Le livre recrée l’atmosphère de la fin des années 1970 dans la France profonde même si l’on pourrait regretter de ne pas y voir évoqués le phénomène Disco et aussi le Hard Rock en pleine émergence (Hard-Rock et Punk/New Wave divisaient âprement les critiques Rock dans les colonnes de Best et Rock & Folk ).
A cette époque, dans un lycée de province (fusse dans une grande ville de province comme Nantes), être un fan de Punk n’avait rien d’évident. Le genre était récent et n’avait que peu de représentants dans la scène française (« Starshooter » et « Bijou » entre autres). Son imagerie déjantée, iconoclaste (qui venait de fait réveiller l’esprit rock’n roll) et, du moins au début, très approximative sur le plan musical, se heurtait aux vielles valeurs bien installées d’un Rock devenu emphatique et mercantile.
Le Punk, Lucien (tiens, tiens…) Bastardi (un vrai patronyme rock’n roll !) veut le jouer, quoi qu’il en coûte et il est prêt pour cela à tous efforts (des innombrables heures d’apprentissage et de pratique de sa basse) les sacrifices et aussi toutes les trahisons.
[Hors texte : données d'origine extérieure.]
//! Check command

use anyhow::{Context, Result};
use std::sync::Arc;
use tracing::{debug, info};
use unwanted_core::{evaluate_concurrent, Report, ReportPresenter, Settings};

use super::common;
use crate::cli::CheckArgs;
use crate::output;
use crate::presenter::{MarketplacePrompt, OutputFormat, TerminalPresenter};

pub async fn run(args: CheckArgs, settings: &Settings) -> Result<()> {
    let format = if args.json {
        OutputFormat::Json
    } else {
        OutputFormat::Human
    };
    let prompt = if args.yes {
        MarketplacePrompt::Always
    } else {
        MarketplacePrompt::Ask
    };
    let mut presenter = TerminalPresenter::new(format, prompt)
        .with_color(settings.display.color_enabled)
        .with_verbose(settings.display.verbose);

    let Some(policy) = common::load_policy(&args.workspace, settings).await? else {
        // stdout stays a JSON document even without configuration
        if args.json {
            presenter.present(&Report::default())?;
        }
        return Ok(());
    };

    if !policy.has_unwanted() {
        if args.json {
            presenter.present(&Report::default())?;
        } else {
            output::info("No unwanted recommendations found.");
        }
        return Ok(());
    }

    let source = common::installed_source(
        args.installed.as_ref(),
        args.extensions_dir.as_ref(),
        settings,
    )?;
    let installed = source
        .load()
        .with_context(|| format!("Failed to read installed extensions from {}", source.describe()))?;
    info!(
        "Checking {} installed extensions from {}",
        installed.len(),
        source.describe()
    );

    let evaluation = evaluate_concurrent(Arc::new(policy), Arc::from(installed)).await?;
    debug!("Unwanted extensions enabled: {:?}", evaluation.hit_ids());

    let report = Report::from_evaluation(&evaluation);
    presenter.present(&report)?;

    if args.strict && !report.is_clean() {
        anyhow::bail!("{}", report.summary());
    }

    Ok(())
}
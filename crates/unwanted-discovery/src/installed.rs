//! Installed extension sources
//!
//! The evaluator only ever sees a snapshot. These sources produce one,
//! either from the editor's extensions directory or from a JSON export.

use semver::Version;
use serde::Deserialize;
use std::collections::{BTreeMap, HashMap, HashSet};
use std::fs;
use std::path::{Path, PathBuf};
use tracing::{debug, warn};
use unwanted_core::{extension_key, Error, InstalledExtension, Result};

/// Marker file listing extension folders pending removal
const OBSOLETE_FILE: &str = ".obsolete";

/// Something that can report the installed extension set
pub trait InstalledSource {
    /// Human readable description of the source
    fn describe(&self) -> String;

    /// Take a snapshot of installed extensions
    fn load(&self) -> Result<Vec<InstalledExtension>>;
}

/// The subset of an extension's `package.json` we need
#[derive(Debug, Deserialize)]
#[serde(rename_all = "camelCase")]
struct PackageManifest {
    publisher: String,
    name: String,
    version: String,
    #[serde(default)]
    display_name: Option<String>,
}

impl PackageManifest {
    fn into_installed(self) -> InstalledExtension {
        let id = format!("{}.{}", self.publisher, self.name);
        // `%displayName%` is a localisation key, not a name
        let display_name = match self.display_name {
            Some(name) if !name.is_empty() && !name.starts_with('%') => name,
            _ => self.name,
        };
        InstalledExtension::new(id, self.version).with_display_name(display_name)
    }
}

/// Reads `<dir>/<publisher.name-version>/package.json` for every extension.
///
/// The directory holds every installed extension, enabled or not; the editor
/// keeps its disabled list elsewhere. Extensions known to be disabled are
/// passed in with [`ExtensionsDirSource::with_disabled`], anything else is
/// reported as enabled. A [`SnapshotSource`] exported from the editor is exact.
pub struct ExtensionsDirSource {
    dir: PathBuf,
    disabled: HashSet<String>,
}

impl ExtensionsDirSource {
    pub fn new(dir: impl Into<PathBuf>) -> Self {
        Self {
            dir: dir.into(),
            disabled: HashSet::new(),
        }
    }

    /// Skip these extension ids (compared case-insensitively)
    pub fn with_disabled<I, S>(mut self, ids: I) -> Self
    where
        I: IntoIterator<Item = S>,
        S: AsRef<str>,
    {
        self.disabled = ids.into_iter().map(|id| extension_key(id.as_ref())).collect();
        self
    }

    pub fn dir(&self) -> &Path {
        &self.dir
    }

    fn obsolete_folders(&self) -> HashMap<String, bool> {
        let path = self.dir.join(OBSOLETE_FILE);
        let Ok(content) = fs::read_to_string(&path) else {
            return HashMap::new();
        };
        serde_json::from_str(&content).unwrap_or_else(|e| {
            warn!("Ignoring unreadable {}: {}", path.display(), e);
            HashMap::new()
        })
    }

    fn read_manifest(path: &Path) -> Result<InstalledExtension> {
        let content = fs::read_to_string(path)?;
        let manifest: PackageManifest = serde_json::from_str(&content)?;
        Ok(manifest.into_installed())
    }
}

impl InstalledSource for ExtensionsDirSource {
    fn describe(&self) -> String {
        format!("extensions directory {}", self.dir.display())
    }

    fn load(&self) -> Result<Vec<InstalledExtension>> {
        if !self.dir.is_dir() {
            return Err(Error::invalid_config(format!(
                "Extensions directory not found: {}",
                self.dir.display()
            )));
        }

        let obsolete = self.obsolete_folders();
        // Keyed by lowercase id; the newest version of each extension wins
        let mut by_id: BTreeMap<String, InstalledExtension> = BTreeMap::new();

        for entry in fs::read_dir(&self.dir)? {
            let entry = entry?;
            let folder = entry.file_name().to_string_lossy().into_owned();
            if folder.starts_with('.') || !entry.path().is_dir() {
                continue;
            }
            if obsolete.get(&folder).copied().unwrap_or(false) {
                debug!("Skipping obsolete extension folder {}", folder);
                continue;
            }

            let manifest_path = entry.path().join("package.json");
            if !manifest_path.exists() {
                continue;
            }

            let extension = match Self::read_manifest(&manifest_path) {
                Ok(extension) => extension,
                Err(e) => {
                    warn!("Skipping {}: {}", manifest_path.display(), e);
                    continue;
                }
            };

            let key = extension_key(&extension.id);
            if self.disabled.contains(&key) {
                debug!("Skipping disabled extension {}", extension.id);
                continue;
            }
            match by_id.get(&key) {
                Some(existing) if !is_newer(&extension.version, &existing.version) => {}
                _ => {
                    by_id.insert(key, extension);
                }
            }
        }

        debug!("Found {} installed extensions", by_id.len());
        Ok(by_id.into_values().collect())
    }
}

fn is_newer(candidate: &str, current: &str) -> bool {
    match (Version::parse(candidate), Version::parse(current)) {
        (Ok(a), Ok(b)) => a > b,
        _ => false,
    }
}

/// Reads a JSON array of `{ "id", "version", "displayName"? }`
pub struct SnapshotSource {
    path: PathBuf,
}

impl SnapshotSource {
    pub fn new(path: impl Into<PathBuf>) -> Self {
        Self { path: path.into() }
    }
}

impl InstalledSource for SnapshotSource {
    fn describe(&self) -> String {
        format!("snapshot {}", self.path.display())
    }

    fn load(&self) -> Result<Vec<InstalledExtension>> {
        let content = fs::read_to_string(&self.path)?;
        let extensions: Vec<InstalledExtension> = serde_json::from_str(&content)?;
        Ok(extensions)
    }
}

#[cfg(test)]
mod tests {
    use super::*;

    #[test]
    fn test_manifest_into_installed() {
        let manifest: PackageManifest = serde_json::from_str(
            r#"{ "publisher": "esbenp", "name": "prettier-vscode", "version": "10.1.0", "displayName": "Prettier" }"#,
        )
        .unwrap();
        let ext = manifest.into_installed();
        assert_eq!(ext.id, "esbenp.prettier-vscode");
        assert_eq!(ext.version, "10.1.0");
        assert_eq!(ext.display_name, "Prettier");
    }

    #[test]
    fn test_localised_display_name_falls_back_to_name() {
        let manifest: PackageManifest = serde_json::from_str(
            r#"{ "publisher": "ms-python", "name": "python", "version": "2024.0.1", "displayName": "%displayName%" }"#,
        )
        .unwrap();
        assert_eq!(manifest.into_installed().display_name, "python");
    }

    #[test]
    fn test_is_newer() {
        assert!(is_newer("1.10.0", "1.9.0"));
        assert!(!is_newer("1.9.0", "1.10.0"));
        assert!(!is_newer("garbage", "1.0.0"));
    }
}
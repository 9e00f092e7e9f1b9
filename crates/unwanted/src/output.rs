//! Terminal output utilities

use console::style;
use indicatif::{ProgressBar, ProgressStyle};

/// Print a warning message
pub fn warning(msg: &str) {
    eprintln!("{} {}", style("⚠").yellow().bold(), msg);
}

/// Print an info message
pub fn info(msg: &str) {
    println!("{} {}", style("ℹ").blue().bold(), msg);
}

/// Print a one-off notice to stderr
pub fn notice(msg: &str) {
    eprintln!("{} {}", style("★").cyan().bold(), msg);
}

/// Print a header
pub fn header(msg: &str) {
    println!("\n{}", style(msg).bold().underlined());
}

/// Print a key-value pair
pub fn kv(key: &str, value: &str) {
    println!("  {}: {}", style(key).dim(), value);
}

/// Create a spinner; hidden when stderr is not a terminal
pub fn spinner(msg: &str) -> ProgressBar {
    if !console::Term::stderr().is_term() {
        return ProgressBar::hidden();
    }

    let pb = ProgressBar::new_spinner();
    if let Ok(spinner_style) = ProgressStyle::with_template("{spinner:.blue} {msg}") {
        pb.set_style(spinner_style.tick_chars("⠋⠙⠹⠸⠼⠴⠦⠧⠇⠏"));
    }
    pb.set_message(msg.to_string());
    pb.enable_steady_tick(std::time::Duration::from_millis(100));
    pb
}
Son rêve, il va le réaliser mais devra en payer le prix.
Même si l’enthousiasme et l’optimisme animent le parcours de Ketchup Boy, le récit n’est pas idéaliste pour autant et met en avant les aspects négatifs de l’existence d’un musicien de Rock. Lucien est un jouisseur qui réserve sa fidélité à la musique et surtout pas aux filles, même celle pour laquelle il éprouve de vrais sentiments. C’est un aussi un sacré chercheur d’embrouilles et peu importe si ce n’est pas un as de la baston. Évidemment, il ne rate pas non plus une occasion de se bourrer la gueule et n’est pas le dernier pour les pétards même s’il est clairement opposé aux drogues dures, ce qui n’est pas le cas de tous les membres de Kamikaz Zone, son deuxième groupe. Ketchup Boy ; Berteloot - Poussin © Librairie L’Atalante, 2008Malgré ses défauts et les erreurs de parcours, Ketchup Boy
s’accroche à son rêve et ne dérive pas de son objectif de devenir un vrai musicien de Rock.
Avec le groupe suivant, Plexiglass, Lucien décrochera un disque d’or mais sa personnalité trop intransigeante se retournera une fois de plus contre lui.
Le destin de Ketchup Boy évoque avec justesse ces musiciens et ces groupes qui ont affronté tous les écueils sur la voie du Rock, surtout en France et encore plus à cette époque, et ont réussi malgré tout à faire tant bien que mal, ce qu’il convient d’appeler une carrière, si éphémère fut elle.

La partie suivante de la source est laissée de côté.